The team agreement amended by CGI-FCi identified several subcontracting conditions and acknowledged that even the 41% participation in the work was not set in stone. Because CGI could not or could not negotiate definitive terms or remedies (for example. (B) if FCi did not subcontract CGI, CGI had to have confidence that a good faith negotiation would result in an acceptable subcontract. While the courts have generally concluded that the “pre-price” clauses contained in merger contracts, such as exclusivity and confidentiality, are enforceable, what if the parties fail to agree on the terms of subcontracting? A team agreement is a standard document between two parties who wish to cooperate in the preparation and presentation of an offer. The basis of the agreement is that if the offer is successful, one party acts as a principal contractor and the other appoints subcontractor. The Virginia Supreme Court considered the applicability of team agreements in W.J. Schafer Associates, Inc. v. Cordant, Inc., Va. Record No.
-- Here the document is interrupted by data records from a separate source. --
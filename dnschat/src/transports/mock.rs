//! In-memory mock transport (spec.md §3's Transport Kind enum; used only by
//! this crate's own test suite to drive dispatcher fallback ordering and
//! exactly-once completion deterministically, without real sockets).

use std::collections::VecDeque;
use std::sync::Mutex;
use std::time::Duration;

use async_trait::async_trait;

use crate::error::TransportError;
use crate::types::{Fqdn, TransportKind};

use super::Transport;

#[derive(Debug, Clone)]
pub enum MockOutcome {
    Success(Vec<String>),
    Error(TransportError),
    /// Exceeds the given deadline, forcing the caller's timeout path.
    Hang,
}

/// A transport whose behavior is scripted one outcome per call. Panics if
/// called more times than scripted, which is itself a useful assertion that
/// the dispatcher doesn't retry more than expected.
pub struct MockTransport {
    kind: TransportKind,
    outcomes: Mutex<VecDeque<MockOutcome>>,
    call_count: std::sync::atomic::AtomicUsize,
}

impl MockTransport {
    pub fn new(kind: TransportKind, outcomes: Vec<MockOutcome>) -> Self {
        MockTransport {
            kind,
            outcomes: Mutex::new(outcomes.into()),
            call_count: std::sync::atomic::AtomicUsize::new(0),
        }
    }

    pub fn call_count(&self) -> usize {
        self.call_count.load(std::sync::atomic::Ordering::SeqCst)
    }
}

#[async_trait]
impl Transport for MockTransport {
    fn kind(&self) -> TransportKind {
        self.kind
    }

    async fn query(
        &self,
        _server: &str,
        _fqdn: &Fqdn,
        deadline: Duration,
    ) -> Result<Vec<String>, TransportError> {
        self.call_count
            .fetch_add(1, std::sync::atomic::Ordering::SeqCst);

        let outcome = self
            .outcomes
            .lock()
            .unwrap()
            .pop_front()
            .unwrap_or(MockOutcome::Error(TransportError::NetworkUnavailable {
                detail: "mock transport exhausted its scripted outcomes".to_string(),
            }));

        match outcome {
            MockOutcome::Success(segments) => Ok(segments),
            MockOutcome::Error(error) => Err(error),
            MockOutcome::Hang => {
                tokio::time::sleep(deadline + Duration::from_secs(1)).await;
                unreachable!("caller should have timed out first")
            }
        }
    }
}

/// Races `timeout`, `data` and `error` futures against a single
/// [`super::CompletionGate`] the way a callback-based platform resolver
/// would, asserting the caller observes exactly one terminal outcome
/// regardless of arrival order (spec.md §4.4, §8).
pub async fn race_events_through_gate(
    timeout_first: bool,
) -> Result<Vec<String>, TransportError> {
    use super::CompletionGate;
    use std::sync::Arc;

    let gate = Arc::new(CompletionGate::new());
    let (tx, rx) = tokio::sync::oneshot::channel();
    let tx = Arc::new(Mutex::new(Some(tx)));

    let fire = |gate: Arc<CompletionGate>,
                tx: Arc<Mutex<Option<tokio::sync::oneshot::Sender<Result<Vec<String>, TransportError>>>>>,
                outcome: Result<Vec<String>, TransportError>| {
        if gate.try_complete() {
            if let Some(sender) = tx.lock().unwrap().take() {
                let _ = sender.send(outcome);
            }
        }
    };

    let (first, second) = if timeout_first {
        (
            Err(TransportError::Timeout),
            Ok(vec!["late data".to_string()]),
        )
    } else {
        (
            Ok(vec!["early data".to_string()]),
            Err(TransportError::Timeout),
        )
    };

    fire(Arc::clone(&gate), Arc::clone(&tx), first);
    fire(gate, tx, second);

    rx.await
        .expect("gate guarantees exactly one terminal send")
}

#[tokio::test]
async fn test_mock_transport_exhausts_scripted_outcomes_in_order() {
    let mock = MockTransport::new(
        TransportKind::Udp,
        vec![
            MockOutcome::Error(TransportError::Timeout),
            MockOutcome::Success(vec!["ok".to_string()]),
        ],
    );
    let fqdn = Fqdn("hello.ch.at".to_string());

    let first = mock
        .query("ch.at:53", &fqdn, Duration::from_secs(1))
        .await;
    assert_eq!(first, Err(TransportError::Timeout));

    let second = mock
        .query("ch.at:53", &fqdn, Duration::from_secs(1))
        .await;
    assert_eq!(second, Ok(vec!["ok".to_string()]));
    assert_eq!(mock.call_count(), 2);
}

#[tokio::test]
async fn test_exactly_once_regardless_of_event_order() {
    // Whichever event is delivered to the gate first wins, and only that one.
    let timeout_first = race_events_through_gate(true).await;
    assert_eq!(timeout_first, Err(TransportError::Timeout));

    let data_first = race_events_through_gate(false).await;
    assert_eq!(data_first, Ok(vec!["early data".to_string()]));
}
impl ChatDnsClient {
    pub fn new(config: Config) -> Self {
        let transports = default_transports(&config);
        Self::with_transports(config, transports)
    }

    /// Construct with an explicit transport map — the seam the test suite
    /// uses to substitute `transports::mock::MockTransport` for real sockets.
    pub fn with_transports(
        config: Config,
        transports: HashMap<TransportKind, Arc<dyn Transport>>,
    ) -> Self {
        ChatDnsClient {
            rate_limiter: RateLimiter::new(config.rate_limit_window, config.rate_limit_capacity),
            config,
            transports,
            capability_probe: CapabilityProbe::new(),
            lifecycle: Arc::new(Mutex::new(Lifecycle::Foreground)),
            in_flight: Arc::new(Mutex::new(HashMap::new())),
            next_request_id: AtomicU64::new(1),
            next_log_id: AtomicU64::new(1),
            log_sender: None,
            capability_sender: None,
        }
    }

    pub fn with_log_sender(mut self, sender: mpsc::Sender<DnsQueryLogEntry>) -> Self {
        self.log_sender = Some(sender);
        self
    }

    /// Host hook for `onCapabilityChanged` (spec.md §6): notified every time
    /// a capability probe refreshes, whether or not the record changed.
    pub fn with_capability_watch(
        mut self,
        sender: tokio::sync::watch::Sender<CapabilityRecord>,
    ) -> Self {
        self.capability_sender = Some(sender);
        self
    }

    /// Debug hook echoing the sanitized label (spec.md §4.1, §9).
    pub fn sanitize(&self, text: &str) -> Result<Label, SanitizeError> {
        sanitize::sanitize(text)
    }

    pub async fn set_lifecycle(&self, lifecycle: Lifecycle) {
        *self.lifecycle.lock().await = lifecycle;
    }

    pub async fn capabilities(&self) -> CapabilityRecord {
        let record = self.capability_probe.capabilities().await;
        if let Some(sender) = &self.capability_sender {
            let _ = sender.send(record.clone());
        }
        record
    }

    pub async fn invalidate_capabilities(&self) {
        self.capability_probe.invalidate().await;
    }

    fn log(
        &self,
        message_id: u64,
        kind: TransportKind,
        server: &str,
        fqdn: &str,
        status: QueryStatus,
        error: Option<String>,
    ) {
        let Some(sender) = &self.log_sender else {
            return;
        };
        let entry = DnsQueryLogEntry {
            id: self.next_log_id.fetch_add(1, Ordering::SeqCst),
            message_id,
            kind,
            server: server.to_string(),
            fqdn: fqdn.to_string(),
            status,
            started_at: chrono::Utc::now(),
            ended_at: if status == QueryStatus::Started {
                None
            } else {
                Some(chrono::Utc::now())
            },
            error,
        };
        let _ = sender.try_send(entry);
    }

    /// Execute a chat request end to end: admission, fallback, retry,
    /// reassembly (spec.md §4.5).
    pub async fn execute(
        &self,
        request: Request,
        token: &CancellationToken,
    ) -> DispatchOutcome {
        let request_id = self.next_request_id.fetch_add(1, Ordering::SeqCst);
        log::debug!("dispatch #{request_id}: admitting request");

        // Admission step (i): sanitize and compose the FQDN before anything else.
        let label = sanitize::sanitize(&request.text)?;
        let zone = request.zone.clone().unwrap_or_else(|| self.config.zone.clone());
        let fqdn = sanitize::compose_fqdn(&label, &zone)?;

        // Admission step (ii): capture lifecycle once, at entry.
        let paused = matches!(*self.lifecycle.lock().await, Lifecycle::Background);
        if paused {
            log::info!("dispatch #{request_id}: refused, client is backgrounded");
            return Err(DispatchError::Backgrounded);
        }

        // Admission step (iii): rate limit.
        if let Err(retry_after) = self.rate_limiter.admit() {
            log::warn!("dispatch #{request_id}: rate limited, retry after {retry_after:?}");
            return Err(DispatchError::RateLimited { retry_after });
        }

        let server = self.config.server.clone();
        if !self.config.server_allowed(&server) {
            log::warn!("dispatch #{request_id}: server {server:?} not in allow-list");
            return Err(DispatchError::DisallowedServer { server });
        }

        // Admission step (iv): deduplicate by (server, fqdn).
        let key = (server.clone(), fqdn.as_str().to_string());
        let mut in_flight = self.in_flight.lock().await;
        if let Some(existing) = in_flight.get(&key) {
            log::debug!("dispatch #{request_id}: joining in-flight query for {fqdn}");
            let mut rx = existing.subscribe();
            drop(in_flight);
            return match rx.recv().await {
                Ok(outcome) => (*outcome).clone(),
                Err(_) => Err(DispatchError::Cancelled),
            };
        }
        let (tx, _rx) = broadcast::channel(1);
        in_flight.insert(key.clone(), tx.clone());
        drop(in_flight);

        let preference = request.preference.clone().unwrap_or_else(|| self.config.preference.clone());
        let result = self
            .run_attempts(request_id, &server, &fqdn, &zone, &preference, token)
            .await;

        match &result {
            Ok(dispatch) => log::info!(
                "dispatch #{request_id}: succeeded via {}",
                dispatch.transport_used
            ),
            Err(error) => log::error!("dispatch #{request_id}: failed: {error}"),
        }

        self.in_flight.lock().await.remove(&key);
        let _ = tx.send(Arc::new(result.clone()));
        result
    }

    async fn resolve_server_addr(&self, server: &str) -> Result<SocketAddr, TransportError> {
        let host_port = format!("{server}:{}", self.config.dns_port);
        let mut addrs = tokio::net::lookup_host(&host_port)
            .await
            .map_err(TransportError::from)?;
        addrs
            .next()
            .ok_or_else(|| TransportError::ServerUnreachable {
                detail: format!("no addresses resolved for {server}"),
            })
    }

    async fn run_attempts(
        &self,
        request_id: u64,
        server: &str,
        fqdn: &Fqdn,
        zone: &str,
        preference: &crate::types::TransportPreference,
        token: &CancellationToken,
    ) -> DispatchOutcome {
        let enabled = preference.enabled_in_order();
        // Resolved lazily: a preference list made entirely of Https/Mock
        // entries (as the test suite's does) never touches the network here.
        let mut resolved: Option<Result<SocketAddr, TransportError>> = None;

        let mut last_errors: HashMap<TransportKind, TransportError> = HashMap::new();
        let mut attempts_log: Vec<AttemptLog> = Vec::new();

        for attempt in 1..=self.config.max_retries {
            for kind in &enabled {
                if *kind == TransportKind::Https && !self.config.doh_allowed_for_zone(zone) {
                    continue;
                }
                let Some(transport) = self.transports.get(kind) else {
                    continue;
                };

                // Only the native resolver needs a bare `SocketAddr` (it feeds
                // hickory's `NameServerConfig`); UDP/TCP accept `host:port`
                // strings directly via `ToSocketAddrs`, resolving themselves.
                let server_arg = if *kind == TransportKind::Native {
                    if resolved.is_none() {
                        resolved = Some(self.resolve_server_addr(server).await);
                    }
                    match resolved.as_ref().unwrap() {
                        Ok(addr) => addr.to_string(),
                        Err(error) => {
                            attempts_log.push(AttemptLog {
                                kind: *kind,
                                error: Some(error.to_string()),
                            });
                            last_errors.insert(*kind, error.clone());
                            continue;
                        }
                    }
                } else {
                    format!("{server}:{}", self.config.dns_port)
                };

                log::trace!("dispatch #{request_id}: attempt {attempt} via {kind} to {server}");
                self.log(
                    request_id,
                    *kind,
                    server,
                    fqdn.as_str(),
                    QueryStatus::Started,
                    None,
                );

                let outcome = tokio::select! {
                    res = transport.query(&server_arg, fqdn, self.config.query_timeout) => res,
                    _ = token.cancelled() => Err(TransportError::Cancelled),
                };

                match outcome {
                    Ok(segments) => match reassemble::reassemble(&segments) {
                        Ok(text) => {
                            self.log(
                                request_id,
                                *kind,
                                server,
                                fqdn.as_str(),
                                QueryStatus::Success,
                                None,
                            );
                            attempts_log.push(AttemptLog {
                                kind: *kind,
                                error: None,
                            });
                            return Ok(DispatchResult {
                                request_id,
                                reassembled: text,
                                transport_used: *kind,
                                attempts: attempts_log,
                            });
                        }
                        Err(reassemble_error) => {
                            let error = TransportError::InvalidResponse(reassemble_error);
                            self.log(
                                request_id,
                                *kind,
                                server,
                                fqdn.as_str(),
                                QueryStatus::Failed,
                                Some(error.to_string()),
                            );
                            attempts_log.push(AttemptLog {
                                kind: *kind,
                                error: Some(error.to_string()),
                            });
                            last_errors.insert(*kind, error);
                        }
                    },
                    Err(TransportError::Cancelled) => return Err(DispatchError::Cancelled),
                    Err(error) => {
                        self.log(
                            request_id,
                            *kind,
                            server,
                            fqdn.as_str(),
                            QueryStatus::Failed,
                            Some(error.to_string()),
                        );
                        attempts_log.push(AttemptLog {
                            kind: *kind,
                            error: Some(error.to_string()),
                        });
                        last_errors.insert(*kind, error);
                    }
                }

                if token.is_cancelled() {
                    return Err(DispatchError::Cancelled);
                }
            }

            if attempt < self.config.max_retries {
                let backoff = std::cmp::min(
                    self.config.retry_base_delay * 2u32.pow(attempt - 1),
                    self.config.retry_max_delay,
                );
                tokio::select! {
                    _ = tokio::time::sleep(backoff) => {}
                    _ = token.cancelled() => return Err(DispatchError::Cancelled),
                }
            }
        }

        Err(DispatchError::AllTransportsFailed {
            last_errors: last_errors
                .into_iter()
                .map(|(kind, error)| TransportAttemptError { kind, error })
                .collect(),
        })
    }
}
961945, (Va S. Ct. 1997). Cordant, who was either out of contract or re-procured the goods provided by the subcontractor at a much higher price under the team agreement, sued his team member for breach of contract when he could not reach an agreement on a definitive subcontract when the main contract was awarded. The team agreement stipulated that the parties would “negotiate a sub-contract in good faith on time.” The Virginia Supreme Court ruled that Cordant was not entitled to a violation when the parties did not accept a final sub-contract and stated: “… there must be mutual agreement between the contracting parties on conditions which, in the present circumstances, are reasonably safe to have an enforceable contract. There has not been such a mutual commitment. No amount was indicated in the agreement and no method or formula was used to determine the amount to be paid. A court should not set the terms of the transaction on which the parties could finally agree. Since the agreement does not provide a reasonable basis for the provision of a remedy for its violation, it is too vague and unlimited to be enforced.
The court also rejected CGI`s undue enrichment application and found that the company could have revoked the amended team agreement as a result of the fraud, but upheld the contract and sued for damages. An applicant cannot apply for unjust enrichment in Virginia if there is an explicit, enforceable contract on the object. Conversely, the U.S. Court of Appeals for the Third Circuit, under Pennsylvania law, considered that a principal contractor was in good standing when it signed a contract with another supplier in violation of an exclusive team agreement and found that the reciprocal promises of the team agreement, including the agreement to cooperate exclusively in the development of a proposal , were sufficient for the drafting of the contract. “… The “compilation agreement” between the defendant and the plaintiff constituted an enforceable contract with sufficiently specific terms of execution, despite the absence of a definitive enforcement document proving the parties` agreement. ATACS Corp. v. Trans World Comm`n, Inc., 155 F.3d 659, 663 (3rd Cir. 1998). CGI appealed to the Virginia Supreme Court, but dismissed CGI`s infringement and maintained that there was no binding agreement for subcontracting. On the contrary, the parties would have explicitly conditioned the formation of a subcontracting to future events and negotiations in good faith.